Back in June, Google Chairman Eric Schmidt had strong words for climate change deniers at Google's "How Green is the Internet" summit, saying "you can hold back knowledge, you cannot prevent it from spreading. You can lie about the effects of climate change, but eventually you'll be seen as a liar." Yesterday, he brought his company one step closer to making that a reality, publicly announcing on the Diane Rehm show that the company will no longer fund the American Legislative Exchange Council. This is something that the members of the organization I founded, Forecast the Facts, have been demanding for more than a year, so I was delighted to hear Schmidt's announcement. But what made me even happier was Schmidt's explanation for his decision.
When Rhem asked why Google was leaving ALEC, Schmidt said, "Well, the company has a very strong view that we should make decisions in politics based on facts -- what a shock. And the facts of climate change are not in question any more. Everyone understands climate change is occurring and the people who oppose it are really hurting our children and our grandchildren and making the world a much worse place. And so we should not be aligned with such people -- they're just, they're just literally lying." (Emphasis mine)
This sounds a lot like what our members have been telling Google, and it's a big deal that Schmidt agreed so unequivocally. By doing so, Schmidt acknowledged that if we want climate change denial to fade away, it's not enough that people have access to accurate information online, which was the gist of his comments in June. Rather, if we want climate deniers to be seen as liars, mainstream institutions like Google have to treat them as such.
This all stands to reason, given that the prevalence of climate change denial in this country is the result of a massive, well-funded, coordinated effort to cast doubt on climate science and stymie policy efforts. And its impact has been disturbingly successful. While over 95 percent of climate scientists will tell you that climate change is predominantly caused by humans, less than 60 percent of Americans think that's true. The result: even as hundreds of thousands of people take to the street, the mainstream climate conversation in our country still involves considerable debate about whether climate change is even happening, as opposed to what we should do about it.

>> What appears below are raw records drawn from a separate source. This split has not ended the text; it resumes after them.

//! Rendering events to text.

use crate::{Event, Result};
use serde::Serialize;
use serde_json::Value;
use std::collections::BTreeMap;
use std::io::Write;
use time::format_description::well_known::Rfc3339;

/// Renders one event to an output stream.
///
/// Implementations must write one complete, self-contained record per call.
pub trait Formatter: Send + Sync {
    /// Write `event` to `output`.
    fn format(&self, event: &Event, output: &mut dyn Write) -> Result<()>;
}

/// Formats events as one JSON object per line.
///
/// ```text
/// {"Timestamp":"2024-01-15T10:00:00Z","Level":"Information","MessageTemplate":"Hello {Name}","Properties":{"Name":"world"}}
/// ```
#[derive(Debug, Clone, Default)]
pub struct JsonFormatter {
    render_message: bool,
}

#[derive(Serialize)]
#[serde(rename_all = "PascalCase")]
struct JsonRecord<'a> {
    timestamp: String,
    level: &'static str,
    message_template: &'a str,
    #[serde(skip_serializing_if = "Option::is_none")]
    rendered_message: Option<String>,
    #[serde(skip_serializing_if = "no_properties")]
    properties: &'a BTreeMap<String, Value>,
    #[serde(skip_serializing_if = "Option::is_none")]
    exception: Option<&'a str>,
}

fn no_properties(properties: &&BTreeMap<String, Value>) -> bool {
    properties.is_empty()
}

impl JsonFormatter {
    /// Create a formatter that writes the template but not the rendered message.
    pub fn new() -> Self {
        Self::default()
    }

    /// Also write a `RenderedMessage` field with properties substituted into the template.
    pub fn with_rendered_message(mut self, render_message: bool) -> Self {
        self.render_message = render_message;
        self
    }
}

impl Formatter for JsonFormatter {
    fn format(&self, event: &Event, output: &mut dyn Write) -> Result<()> {
        let timestamp = event
            .timestamp()
            .format(&Rfc3339)
            .map_err(time::error::Error::from)?;

        let record = JsonRecord {
            timestamp,
            level: event.level().as_str(),
            message_template: event.message_template(),
            rendered_message: self
                .render_message
                .then(|| render_template(event.message_template(), event.properties())),
            properties: event.properties(),
            exception: event.exception(),
        };

        serde_json::to_writer(&mut *output, &record)?;
        output.write_all(b"\n")?;
        Ok(())
    }
}

/// Substitute `{Name}` tokens in a message template with property values.
///
/// String values are written without quotes. `{{` and `}}` produce literal
/// braces. Tokens naming an unknown property are kept as written. A leading
/// `@` or `$` and any `:format` or `,alignment` suffix are ignored when
/// looking the name up.
pub fn render_template(template: &str, properties: &BTreeMap<String, Value>) -> String {
    let mut out = String::with_capacity(template.len());
    let mut rest = template;

    while let Some(pos) = rest.find(['{', '}']) {
        out.push_str(&rest[..pos]);
        let tail = &rest[pos..];

        if tail.starts_with("{{") {
            out.push('{');
            rest = &tail[2..];
        } else if tail.starts_with("}}") {
            out.push('}');
            rest = &tail[2..];
        } else if tail.starts_with('}') {
            out.push('}');
            rest = &tail[1..];
        } else if let Some(end) = tail.find('}') {
            let token = &tail[1..end];
            let name = token.trim_start_matches(['@', '$']);
            let name = name.split([':', ',']).next().unwrap_or(name);
            match properties.get(name) {
                Some(Value::String(s)) => out.push_str(s),
                Some(value) => out.push_str(&value.to_string()),
                None => out.push_str(&tail[..=end]),
            }
            rest = &tail[end + 1..];
        } else {
            out.push_str(tail);
            rest = "";
        }
    }

    out.push_str(rest);
    out
}
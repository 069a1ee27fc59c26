//! Example of loading the pipeline configuration from a YAML file and
//! bridging `tracing` events into it.
//!
//! Run with:
//! ```bash
//! cargo run --example config_yaml
//! ```

use jsonsink::{EventLayer, LogConfig, LoggerBuilder, Sink, init_diagnostics};
use std::collections::HashMap;
use std::fs;
use std::sync::Arc;
use tracing_subscriber::layer::SubscriberExt;

fn main() -> Result<(), Box<dyn std::error::Error>> {
    // Read the YAML configuration file
    let config_path = "demos/config.yaml";
    let config_content = fs::read_to_string(config_path)?;

    // Parse the YAML configuration
    let root: HashMap<String, serde_yaml::Value> = serde_yaml::from_str(&config_content)?;
    let config: LogConfig = serde_yaml::from_value(root["log"].clone())?;

    init_diagnostics(&config.diagnostics, None)?;
    let logger = Arc::new(LoggerBuilder::from_config(&config)?.build());

    let subscriber = tracing_subscriber::registry().with(EventLayer::new(Arc::clone(&logger)));
    tracing::subscriber::with_default(subscriber, || {
        tracing::trace!("This is a trace message (filtered by every sink)");
        tracing::debug!("This is a debug message");
        tracing::info!("This is an info message");
        tracing::warn!("This is a warning message");
        tracing::error!("This is an error message");

        // Log with structured data
        tracing::info!(user = "alice", action = "login", "User performed an action");

        tracing::warn!(error_code = 404, path = "/api/users", "Resource not found");
    });

    logger.dispose();
    Ok(())
}
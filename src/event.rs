//! Log events and severity levels.

use serde::{Deserialize, Serialize};
use std::collections::BTreeMap;
use std::fmt;
use std::str::FromStr;
use std::sync::Arc;
use std::sync::atomic::{AtomicU8, Ordering};
use time::OffsetDateTime;

/// Event severity, ordered from least to most severe.
///
/// The default is the lowest level, so an unset minimum admits everything.
#[derive(
    Debug, Clone, Copy, Default, PartialEq, Eq, PartialOrd, Ord, Hash, Serialize, Deserialize,
)]
pub enum Level {
    /// Tracing detail, rarely enabled outside development.
    #[default]
    #[serde(alias = "verbose", alias = "trace")]
    Verbose,
    /// Internal state useful when diagnosing a problem.
    #[serde(alias = "debug")]
    Debug,
    /// Normal operation.
    #[serde(alias = "information", alias = "info")]
    Information,
    /// Something unexpected that the application recovered from.
    #[serde(alias = "warning", alias = "warn")]
    Warning,
    /// A failure of the current operation.
    #[serde(alias = "error")]
    Error,
    /// The application cannot continue.
    #[serde(alias = "fatal")]
    Fatal,
}

impl Level {
    const ALL: [Level; 6] = [
        Level::Verbose,
        Level::Debug,
        Level::Information,
        Level::Warning,
        Level::Error,
        Level::Fatal,
    ];

    /// The name written into JSON records.
    pub fn as_str(&self) -> &'static str {
        match self {
            Level::Verbose => "Verbose",
            Level::Debug => "Debug",
            Level::Information => "Information",
            Level::Warning => "Warning",
            Level::Error => "Error",
            Level::Fatal => "Fatal",
        }
    }

    fn as_u8(self) -> u8 {
        self as u8
    }

    fn from_u8(value: u8) -> Self {
        Self::ALL
            .get(usize::from(value))
            .copied()
            .unwrap_or(Level::Fatal)
    }
}

impl fmt::Display for Level {
    fn fmt(&self, f: &mut fmt::Formatter<'_>) -> fmt::Result {
        f.write_str(self.as_str())
    }
}

impl FromStr for Level {
    type Err = crate::Error;

    fn from_str(s: &str) -> Result<Self, Self::Err> {
        match s.trim().to_ascii_lowercase().as_str() {
            "verbose" | "trace" => Ok(Level::Verbose),
            "debug" => Ok(Level::Debug),
            "information" | "info" => Ok(Level::Information),
            "warning" | "warn" => Ok(Level::Warning),
            "error" => Ok(Level::Error),
            "fatal" => Ok(Level::Fatal),
            other => Err(crate::Error::Config(format!("unknown level: {}", other))),
        }
    }
}

impl From<tracing::Level> for Level {
    fn from(level: tracing::Level) -> Self {
        match level {
            tracing::Level::TRACE => Level::Verbose,
            tracing::Level::DEBUG => Level::Debug,
            tracing::Level::INFO => Level::Information,
            tracing::Level::WARN => Level::Warning,
            _ => Level::Error,
        }
    }
}

/// A minimum level that can be shared between sinks and changed at runtime.
#[derive(Debug, Clone)]
pub struct LevelSwitch {
    minimum: Arc<AtomicU8>,
}

impl LevelSwitch {
    /// Create a switch starting at `minimum`.
    pub fn new(minimum: Level) -> Self {
        Self {
            minimum: Arc::new(AtomicU8::new(minimum.as_u8())),
        }
    }

    /// Current minimum level.
    pub fn minimum(&self) -> Level {
        Level::from_u8(self.minimum.load(Ordering::Relaxed))
    }

    /// Change the minimum level for every holder of this switch.
    pub fn set_minimum(&self, level: Level) {
        self.minimum.store(level.as_u8(), Ordering::Relaxed);
    }

    /// Whether an event at `level` passes this switch.
    pub fn allows(&self, level: Level) -> bool {
        level >= self.minimum()
    }
}

impl Default for LevelSwitch {
    fn default() -> Self {
        Self::new(Level::default())
    }
}

impl From<Level> for LevelSwitch {
    fn from(minimum: Level) -> Self {
        Self::new(minimum)
    }
}

/// One structured log record.
///
/// Events are produced by the application and only read by sinks.
#[derive(Debug, Clone, PartialEq)]
pub struct Event {
    timestamp: OffsetDateTime,
    level: Level,
    message_template: String,
    properties: BTreeMap<String, serde_json::Value>,
    exception: Option<String>,
}

impl Event {
    /// Create an event stamped with the current UTC time.
    pub fn new(level: Level, message_template: impl Into<String>) -> Self {
        Self {
            timestamp: OffsetDateTime::now_utc(),
            level,
            message_template: message_template.into(),
            properties: BTreeMap::new(),
            exception: None,
        }
    }

    /// Override the timestamp.
    pub fn at(mut self, timestamp: OffsetDateTime) -> Self {
        self.timestamp = timestamp;
        self
    }

    /// Attach a property. A later value for the same name replaces the earlier one.
    pub fn with_property(
        mut self,
        name: impl Into<String>,
        value: impl Into<serde_json::Value>,
    ) -> Self {
        self.properties.insert(name.into(), value.into());
        self
    }

    /// Attach all properties from a map.
    pub fn with_properties(mut self, properties: BTreeMap<String, serde_json::Value>) -> Self {
        self.properties.extend(properties);
        self
    }

    /// Attach a rendered error.
    pub fn with_exception(mut self, exception: impl Into<String>) -> Self {
        self.exception = Some(exception.into());
        self
    }

    pub fn timestamp(&self) -> OffsetDateTime {
        self.timestamp
    }

    pub fn level(&self) -> Level {
        self.level
    }

    pub fn message_template(&self) -> &str {
        &self.message_template
    }

    pub fn properties(&self) -> &BTreeMap<String, serde_json::Value> {
        &self.properties
    }

    pub fn exception(&self) -> Option<&str> {
        self.exception.as_deref()
    }
}

#[cfg(test)]
mod tests {
    use super::*;
    use time::macros::datetime;

    #[test]
    fn test_level_ordering() {
        assert!(Level::Verbose < Level::Debug);
        assert!(Level::Information < Level::Warning);
        assert!(Level::Error < Level::Fatal);
    }

    #[test]
    fn test_level_from_str() {
        assert_eq!("info".parse::<Level>().unwrap(), Level::Information);
        assert_eq!("WARN".parse::<Level>().unwrap(), Level::Warning);
        assert_eq!("trace".parse::<Level>().unwrap(), Level::Verbose);
        assert!("loud".parse::<Level>().is_err());
    }

    #[test]
    fn test_level_deserialize_aliases() {
        let level: Level = serde_yaml::from_str("warn").unwrap();
        assert_eq!(level, Level::Warning);
        let level: Level = serde_yaml::from_str("Information").unwrap();
        assert_eq!(level, Level::Information);
    }

    #[test]
    fn test_level_from_tracing() {
        assert_eq!(Level::from(tracing::Level::TRACE), Level::Verbose);
        assert_eq!(Level::from(tracing::Level::ERROR), Level::Error);
    }

    #[test]
    fn test_level_switch_shared() {
        let switch = LevelSwitch::new(Level::Information);
        let clone = switch.clone();
        assert!(!switch.allows(Level::Debug));

        clone.set_minimum(Level::Verbose);
        assert!(switch.allows(Level::Debug));
        assert_eq!(switch.minimum(), Level::Verbose);
    }

    #[test]
    fn test_event_properties_unique() {
        let event = Event::new(Level::Information, "Hello {Name}")
            .at(datetime!(2024-01-15 10:00 UTC))
            .with_property("Name", "a")
            .with_property("Name", "b");

        assert_eq!(event.properties().len(), 1);
        assert_eq!(event.properties()["Name"], "b");
        assert_eq!(event.timestamp(), datetime!(2024-01-15 10:00 UTC));
    }
}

This will only change when institutions like Google refuse to associate with climate change deniers, just like dozens of companies did when they fled the Heartland Institute, another campaign led by Forecast the Facts members. When climate change denial becomes as unacceptable as arguing that smoking doesn't cause cancer, it shifts the public debate toward solutions.
But getting there takes a lot of work. Google's decision took more than 225,000 petition signatures from Forecast the Facts members and partners like Sierra Rise, SumOfUs, Roots Action, and Center for Media and Democracy. It took hundreds of people protesting at Google headquarters and behind-the-scenes dialogue with Google staff. It took Oklahoma solar entrepreneur Steve Wilke, whose business has been hurt by ALEC's attacks on renewable energy, flying out to Google's shareholder meeting in May to challenge Google's executives face-to-face. It took our allies in the shareholder activism community successfully pressuring Microsoft to drop ALEC, adding fuel to the fire. It took more than 50 organizations, led by our partners at Common Cause, joining the call for Google to drop ALEC earlier this month. And, finally, it took executives like Eric Schmidt listening to this input and recognizing when he and his colleagues had made a mistake.
Today we celebrate a victory in the fight against climate denial. But tomorrow, we keep pushing on companies like Google, which still have a lot of work to do too. Because even as Google cuts ties with ALEC, it continues to give large sums to climate change deniers in Congress -- nearly $700k since 2008, as chronicled in Forecast the Facts' recent Disrupt Denial report. More than anyone, it is the deniers in Congress who are holding our country back from acting on climate change. When Google and others start treating them as the liars they are, that's when the real change will begin.